Meco singles chronology
|  | "Star Wars Theme/Cantina Band" (1977) | "Theme from Close Encounters" (1978) |

Licensed audio
- "Star Wars Theme/Cantina Band" on YouTube

= Star Wars Theme/Cantina Band =

"Star Wars Theme/Cantina Band" is a song recorded by Meco, taken from the album Star Wars and Other Galactic Funk. It hit number one on the Billboard Hot 100 on October 1, 1977, holding on to the spot for two weeks and peaked at no. 7 on the UK Singles Chart, remaining in the charts for nine weeks. The single was certified Platinum by the Recording Industry Association of America, having sold two million units.

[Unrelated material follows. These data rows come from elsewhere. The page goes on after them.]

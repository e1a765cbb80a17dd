//! Commands accepted by the game
//!
//! This is everything the input collaborator can ask of the core. Key
//! bindings live elsewhere; the core only sees these.

use slice4d_math::RotationDirection;

use crate::player::{Step, Turn};

/// Level editing, only honoured when edit mode is enabled
#[derive(Clone, Debug, PartialEq, Eq)]
pub enum EditCommand {
    /// Put content at the player's cell, replacing whatever is there
    Place(String),
    /// Empty the player's cell
    Remove,
    /// Move the player up or down by whole cells
    VerticalNudge(i32),
    /// Rebuild the section under the unchanged basis, showing pending edits
    Refresh,
    /// Write the edited level to the configured save path
    SaveLevel,
}

/// A request from the player
#[derive(Clone, Debug, PartialEq)]
pub enum GameCommand {
    /// Walk one cell relative to the facing
    Step(Step),
    /// Quarter turn in place
    Turn(Turn),
    /// Raw section-frame movement, `[right, up, forward]`
    Move([f32; 3]),
    /// 90° hyperplane rotation around the facing axis
    Rotate(RotationDirection),
    Edit(EditCommand),
}

impl GameCommand {
    /// Short name for logs
    pub fn name(&self) -> &'static str {
        match self {
            GameCommand::Step(_) => "step",
            GameCommand::Turn(_) => "turn",
            GameCommand::Move(_) => "move",
            GameCommand::Rotate(_) => "rotate",
            GameCommand::Edit(EditCommand::Place(_)) => "place",
            GameCommand::Edit(EditCommand::Remove) => "remove",
            GameCommand::Edit(EditCommand::VerticalNudge(_)) => "nudge",
            GameCommand::Edit(EditCommand::Refresh) => "refresh",
            GameCommand::Edit(EditCommand::SaveLevel) => "save",
        }
    }
}
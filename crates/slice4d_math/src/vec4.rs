//! 4D Vector type

use serde::{Serialize, Deserialize};

use crate::{Axis, IVec4};

/// 4D Vector with x, y, z, w components
/// The w component represents the 4th spatial dimension (ana/kata)
#[derive(Clone, Copy, Debug, Default, PartialEq, Serialize, Deserialize)]
pub struct Vec4 {
    pub x: f32,
    pub y: f32,
    pub z: f32,
    pub w: f32,
}

impl Vec4 {
    pub const ZERO: Self = Self { x: 0.0, y: 0.0, z: 0.0, w: 0.0 };
    pub const X: Self = Self { x: 1.0, y: 0.0, z: 0.0, w: 0.0 };
    pub const Y: Self = Self { x: 0.0, y: 1.0, z: 0.0, w: 0.0 };
    pub const Z: Self = Self { x: 0.0, y: 0.0, z: 1.0, w: 0.0 };
    pub const W: Self = Self { x: 0.0, y: 0.0, z: 0.0, w: 1.0 };

    /// Create a new Vec4
    #[inline]
    pub const fn new(x: f32, y: f32, z: f32, w: f32) -> Self {
        Self { x, y, z, w }
    }

    /// Dot product
    #[inline]
    pub fn dot(self, other: Self) -> f32 {
        self.x * other.x + self.y * other.y + self.z * other.z + self.w * other.w
    }

    /// Component along a canonical axis
    #[inline]
    pub fn get(self, axis: Axis) -> f32 {
        match axis {
            Axis::X => self.x,
            Axis::Y => self.y,
            Axis::Z => self.z,
            Axis::W => self.w,
        }
    }
}

impl From<IVec4> for Vec4 {
    #[inline]
    fn from(v: IVec4) -> Self {
        Self::new(v.x as f32, v.y as f32, v.z as f32, v.w as f32)
    }
}

// Operator overloads

impl std::ops::Add for Vec4 {
    type Output = Self;
    #[inline]
    fn add(self, other: Self) -> Self {
        Self::new(
            self.x + other.x,
            self.y + other.y,
            self.z + other.z,
            self.w + other.w,
        )
    }
}

impl std::ops::AddAssign for Vec4 {
    #[inline]
    fn add_assign(&mut self, other: Self) {
        self.x += other.x;
        self.y += other.y;
        self.z += other.z;
        self.w += other.w;
    }
}

impl std::ops::Sub for Vec4 {
    type Output = Self;
    #[inline]
    fn sub(self, other: Self) -> Self {
        Self::new(
            self.x - other.x,
            self.y - other.y,
            self.z - other.z,
            self.w - other.w,
        )
    }
}

impl std::ops::Mul<f32> for Vec4 {
    type Output = Self;
    #[inline]
    fn mul(self, scalar: f32) -> Self {
        Self::new(
            self.x * scalar,
            self.y * scalar,
            self.z * scalar,
            self.w * scalar,
        )
    }
}

impl std::ops::Neg for Vec4 {
    type Output = Self;
    #[inline]
    fn neg(self) -> Self {
        Self::new(-self.x, -self.y, -self.z, -self.w)
    }
}

#[cfg(test)]
mod tests {
    use super::*;

    #[test]
    fn test_new() {
        let v = Vec4::new(1.0, 2.0, 3.0, 4.0);
        assert_eq!(v.x, 1.0);
        assert_eq!(v.y, 2.0);
        assert_eq!(v.z, 3.0);
        assert_eq!(v.w, 4.0);
    }

    #[test]
    fn test_dot() {
        let a = Vec4::new(1.0, 2.0, 3.0, 4.0);
        let b = Vec4::new(5.0, 6.0, 7.0, 8.0);
        // 1*5 + 2*6 + 3*7 + 4*8 = 5 + 12 + 21 + 32 = 70
        assert_eq!(a.dot(b), 70.0);
    }

    #[test]
    fn test_add_sub_neg() {
        let a = Vec4::new(1.0, 2.0, 3.0, 4.0);
        let b = Vec4::new(5.0, 6.0, 7.0, 8.0);
        assert_eq!(a + b, Vec4::new(6.0, 8.0, 10.0, 12.0));
        assert_eq!(b - a, Vec4::new(4.0, 4.0, 4.0, 4.0));
        assert_eq!(-a, Vec4::new(-1.0, -2.0, -3.0, -4.0));
    }

    #[test]
    fn test_add_assign_accumulates_fractions() {
        let mut v = Vec4::ZERO;
        v += Vec4::Y * -0.25;
        v += Vec4::Y * -0.25;
        assert_eq!(v.y, -0.5);
    }

    #[test]
    fn test_get_axis() {
        let v = Vec4::new(1.0, 2.0, 3.0, 4.0);
        assert_eq!(v.get(Axis::X), 1.0);
        assert_eq!(v.get(Axis::W), 4.0);
    }

    #[test]
    fn test_from_ivec4() {
        let v: Vec4 = IVec4::new(1, -2, 3, 0).into();
        assert_eq!(v, Vec4::new(1.0, -2.0, 3.0, 0.0));
    }
}
//! Canonical 4D axes

use serde::{Serialize, Deserialize};

use crate::IVec4;

/// One of the four canonical axes of the 4D grid
#[derive(Clone, Copy, Debug, PartialEq, Eq, Hash, Serialize, Deserialize)]
pub enum Axis {
    X,
    Y,
    Z,
    W,
}

impl Axis {
    /// All four axes in canonical order
    pub const ALL: [Axis; 4] = [Axis::X, Axis::Y, Axis::Z, Axis::W];

    /// Position of this axis in `[x, y, z, w]` order
    #[inline]
    pub const fn index(self) -> usize {
        match self {
            Axis::X => 0,
            Axis::Y => 1,
            Axis::Z => 2,
            Axis::W => 3,
        }
    }

    /// Positive unit vector along this axis
    #[inline]
    pub const fn unit(self) -> IVec4 {
        match self {
            Axis::X => IVec4::X,
            Axis::Y => IVec4::Y,
            Axis::Z => IVec4::Z,
            Axis::W => IVec4::W,
        }
    }

    /// Lowercase label ("x", "y", "z", "w")
    pub const fn label(self) -> &'static str {
        match self {
            Axis::X => "x",
            Axis::Y => "y",
            Axis::Z => "z",
            Axis::W => "w",
        }
    }
}

impl std::fmt::Display for Axis {
    fn fmt(&self, f: &mut std::fmt::Formatter<'_>) -> std::fmt::Result {
        f.write_str(self.label())
    }
}
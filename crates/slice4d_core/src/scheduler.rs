//! Fixed-tick event scheduler
//!
//! Timed delays are queued events rather than threads. Each call to
//! [`Scheduler::advance`] moves the clock forward and hands back every event
//! whose time has come, ordered by fire time and then by scheduling order.
//! Cancelled events are skipped lazily when they reach the front of the queue.

use std::cmp::Reverse;
use std::collections::BinaryHeap;
use std::time::Duration;

use slotmap::{new_key_type, SlotMap};

new_key_type! {
    /// Key to a pending scheduled event
    ///
    /// Stays invalid once the event fired or was cancelled, so a stale key
    /// can never cancel a newer event.
    pub struct TimerKey;
}

#[derive(Clone, Copy, Debug, PartialEq, Eq, PartialOrd, Ord)]
struct QueueEntry {
    fire_at: Duration,
    seq: u64,
    key: TimerKey,
}

/// Priority queue of cancellable timed events
#[derive(Debug)]
pub struct Scheduler<E> {
    now: Duration,
    seq: u64,
    queue: BinaryHeap<Reverse<QueueEntry>>,
    pending: SlotMap<TimerKey, E>,
}

impl<E> Default for Scheduler<E> {
    fn default() -> Self {
        Self::new()
    }
}

impl<E> Scheduler<E> {
    pub fn new() -> Self {
        Self {
            now: Duration::ZERO,
            seq: 0,
            queue: BinaryHeap::new(),
            pending: SlotMap::with_key(),
        }
    }

    /// Time elapsed since creation
    #[inline]
    pub fn now(&self) -> Duration {
        self.now
    }

    /// Number of events still waiting to fire
    #[inline]
    pub fn pending_count(&self) -> usize {
        self.pending.len()
    }

    pub fn is_pending(&self, key: TimerKey) -> bool {
        self.pending.contains_key(key)
    }

    /// Queue `event` to fire `delay` from now
    pub fn schedule(&mut self, delay: Duration, event: E) -> TimerKey {
        let key = self.pending.insert(event);
        self.queue.push(Reverse(QueueEntry {
            fire_at: self.now.saturating_add(delay),
            seq: self.seq,
            key,
        }));
        self.seq += 1;
        key
    }

    /// Cancel a pending event, returning it if it had not fired yet
    pub fn cancel(&mut self, key: TimerKey) -> Option<E> {
        self.pending.remove(key)
    }

    /// Cancel whatever `slot` refers to, then schedule `event` into it
    ///
    /// Requesting the same delayed action twice leaves exactly one pending.
    pub fn reschedule(&mut self, slot: &mut Option<TimerKey>, delay: Duration, event: E) -> TimerKey {
        if let Some(old) = slot.take() {
            self.cancel(old);
        }
        let key = self.schedule(delay, event);
        *slot = Some(key);
        key
    }

    /// Advance the clock and collect the events that are due
    pub fn advance(&mut self, dt: Duration) -> Vec<E> {
        self.now = self.now.saturating_add(dt);
        let mut due = Vec::new();
        while let Some(Reverse(entry)) = self.queue.peek().copied() {
            if entry.fire_at > self.now {
                break;
            }
            self.queue.pop();
            if let Some(event) = self.pending.remove(entry.key) {
                due.push(event);
            }
        }
        due
    }

    /// Drop every pending event
    pub fn clear(&mut self) {
        self.queue.clear();
        self.pending.clear();
    }
}

#[cfg(test)]
mod tests {
    use super::*;

    fn secs(s: f32) -> Duration {
        Duration::from_secs_f32(s)
    }

    #[test]
    fn test_fires_after_delay() {
        let mut scheduler = Scheduler::new();
        scheduler.schedule(secs(2.0), "hide");
        assert!(scheduler.advance(secs(1.0)).is_empty());
        assert!(scheduler.advance(secs(0.5)).is_empty());
        assert_eq!(scheduler.advance(secs(0.5)), vec!["hide"]);
        assert_eq!(scheduler.pending_count(), 0);
        assert!(scheduler.advance(secs(10.0)).is_empty());
    }

    #[test]
    fn test_order_by_time_then_insertion() {
        let mut scheduler = Scheduler::new();
        scheduler.schedule(secs(2.0), 'c');
        scheduler.schedule(secs(1.0), 'a');
        scheduler.schedule(secs(1.0), 'b');
        assert_eq!(scheduler.advance(secs(5.0)), vec!['a', 'b', 'c']);
    }

    #[test]
    fn test_cancel() {
        let mut scheduler = Scheduler::new();
        let key = scheduler.schedule(secs(1.0), 1);
        scheduler.schedule(secs(1.0), 2);
        assert_eq!(scheduler.cancel(key), Some(1));
        assert!(!scheduler.is_pending(key));
        assert_eq!(scheduler.cancel(key), None);
        assert_eq!(scheduler.advance(secs(1.0)), vec![2]);
    }

    #[test]
    fn test_reschedule_replaces_pending() {
        let mut scheduler = Scheduler::new();
        let mut slot = None;
        scheduler.reschedule(&mut slot, secs(2.0), "first");
        scheduler.advance(secs(1.5));
        scheduler.reschedule(&mut slot, secs(2.0), "second");
        assert_eq!(scheduler.pending_count(), 1);

        // the first would have fired at 2.0
        assert!(scheduler.advance(secs(1.0)).is_empty());
        assert_eq!(scheduler.advance(secs(1.0)), vec!["second"]);
    }

    #[test]
    fn test_stale_key_does_not_cancel_newer_event() {
        let mut scheduler = Scheduler::new();
        let old = scheduler.schedule(secs(0.1), 1);
        assert_eq!(scheduler.advance(secs(0.1)), vec![1]);
        let new = scheduler.schedule(secs(0.1), 2);
        assert_eq!(scheduler.cancel(old), None);
        assert!(scheduler.is_pending(new));
    }

    #[test]
    fn test_zero_delay_fires_on_next_advance() {
        let mut scheduler = Scheduler::new();
        scheduler.schedule(Duration::ZERO, "now");
        assert_eq!(scheduler.advance(Duration::ZERO), vec!["now"]);
    }

    #[test]
    fn test_huge_delays_saturate() {
        let mut scheduler = Scheduler::new();
        scheduler.advance(secs(1.0));
        scheduler.schedule(Duration::MAX, "never");
        assert!(scheduler.advance(secs(1.0)).is_empty());
        assert_eq!(scheduler.advance(Duration::MAX), vec!["never"]);
        assert_eq!(scheduler.now(), Duration::MAX);
    }
}
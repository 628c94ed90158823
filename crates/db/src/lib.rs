pub mod connection;
pub mod lock;
pub mod migrations;
pub mod repositories;

pub use connection::{connect, connect_with_settings, DbPool};
pub use lock::{calendar_scope, client_scope, ScopeLock};
pub use repositories::RepositoryError;
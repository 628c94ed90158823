use axum::{extract::State, http::StatusCode, routing::get, Json, Router};
use chrono::Utc;
use serde::Serialize;

use bookline_db::DbPool;

#[derive(Clone)]
pub struct HealthState {
    db_pool: DbPool,
}

#[derive(Clone, Debug, PartialEq, Eq, Serialize)]
pub struct HealthCheck {
    pub status: &'static str,
    pub detail: String,
}

#[derive(Clone, Debug, PartialEq, Eq, Serialize)]
pub struct HealthResponse {
    pub status: &'static str,
    pub service: HealthCheck,
    pub database: HealthCheck,
    pub checked_at: String,
}

pub fn router(db_pool: DbPool) -> Router {
    Router::new().route("/health", get(health)).with_state(HealthState { db_pool })
}

pub async fn health(State(state): State<HealthState>) -> (StatusCode, Json<HealthResponse>) {
    let database = database_check(&state.db_pool).await;
    let ready = database.status == "ready";

    let payload = HealthResponse {
        status: if ready { "ready" } else { "degraded" },
        service: HealthCheck {
            status: "ready",
            detail: "bookline-server runtime initialized".to_string(),
        },
        database,
        checked_at: Utc::now().to_rfc3339(),
    };

    let status_code = if ready { StatusCode::OK } else { StatusCode::SERVICE_UNAVAILABLE };
    (status_code, Json(payload))
}

async fn database_check(pool: &DbPool) -> HealthCheck {
    match sqlx::query_scalar::<_, i64>("SELECT 1").fetch_one(pool).await {
        Ok(_) => HealthCheck { status: "ready", detail: "database query succeeded".to_string() },
        Err(error) => {
            HealthCheck { status: "degraded", detail: format!("database query failed: {error}") }
        }
    }
}

#[cfg(test)]
mod tests {
    use axum::{extract::State, http::StatusCode, Json};

    use bookline_db::connect_with_settings;

    use crate::health::{health, HealthState};

    #[tokio::test]
    async fn health_returns_ready_when_database_is_reachable() {
        let pool = connect_with_settings("sqlite::memory:?cache=shared", 1, 5)
            .await
            .expect("pool should connect");

        let (status, Json(payload)) = health(State(HealthState { db_pool: pool.clone() })).await;

        assert_eq!(status, StatusCode::OK);
        assert_eq!(payload.status, "ready");
        assert_eq!(payload.database.status, "ready");
        assert_eq!(payload.service.status, "ready");

        pool.close().await;
    }

    #[tokio::test]
    async fn health_returns_service_unavailable_when_database_is_unavailable() {
        let pool = connect_with_settings("sqlite::memory:?cache=shared", 1, 5)
            .await
            .expect("pool should connect");
        pool.close().await;

        let (status, Json(payload)) = health(State(HealthState { db_pool: pool })).await;

        assert_eq!(status, StatusCode::SERVICE_UNAVAILABLE);
        assert_eq!(payload.status, "degraded");
        assert_eq!(payload.database.status, "degraded");
        assert_eq!(payload.service.status, "ready");
    }
}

"Star Wars Theme/Cantina Band" is one of two songs that became hits featuring music from the Star Wars movie. The other is "Star Wars (Main Title)," which is original music from the movie soundtrack by John Williams. The song reached the Top 10 concurrently with Meco's more popular version. Meco again jousted with Williams a few months later, with both artists issuing competing versions of music from Close Encounters of the Third Kind, both reaching the US and Canadian Top 40, but with Williams's version being more successful than Meco's.

As Meco was unavailable at the time to appear on TopPop during the peak commercial performance of the song, Penney de Jager's choreographed ballet ensemble was instead asked to perform an interpretive dance on the show, which aired on 5 November 1977 in the Netherlands.

==Charts==

===Weekly charts===

| Chart (1977–1978) | Peak position |
|---|---|
| Australia (Kent Music Report) | 3 |
| Belgium (Ultratop 50 Flanders) | 7 |
| Canada Adult Contemporary (RPM) | 1 |
| Canada Top Singles (RPM) | 1 |
| Ireland (IRMA) | 3 |
| Netherlands (Dutch Top 40) | 8 |
| Netherlands (Single Top 100) | 10 |
| New Zealand (Recorded Music NZ) | 5 |
| South Africa (Springbok Radio) | 5 |
| Sweden (Sverigetopplistan) | 13 |
| UK Singles (Official Charts) | 7 |
| US Billboard Hot 100 | 1 |
| US Billboard Hot Disco Singles | 6 |
| US Billboard Hot Soul Singles | 8 |
| US Billboard Adult Contemporary | 18 |
| US Cash Box Top 100 | 1 |
| US Record World | 1 |

===Year-end charts===

| Chart (1977) | Rank |
|---|---|
| Australia (Kent Music Report) | 57 |
| Belgium (Ultratop 50 Flanders) | 76 |
| Canada Top Singles (RPM) | 15 |
| Netherlands (Dutch Top 40) | 43 |
| Netherlands (Single Top 100) | 56 |
| US Billboard Hot 100 | 71 |
| US Cash Box | 10 |

| Chart (1978) | Rank |
|---|---|
| Australia (Kent Music Report) | 46 |

==Certifications==

| Region | Certification | Certified units/sales |
| Canada (Music Canada) | Platinum | 150,000^{^} |
| United States (RIAA) | Platinum | 2,000,000^{^} |
^{^} Shipments figures based on certification alone.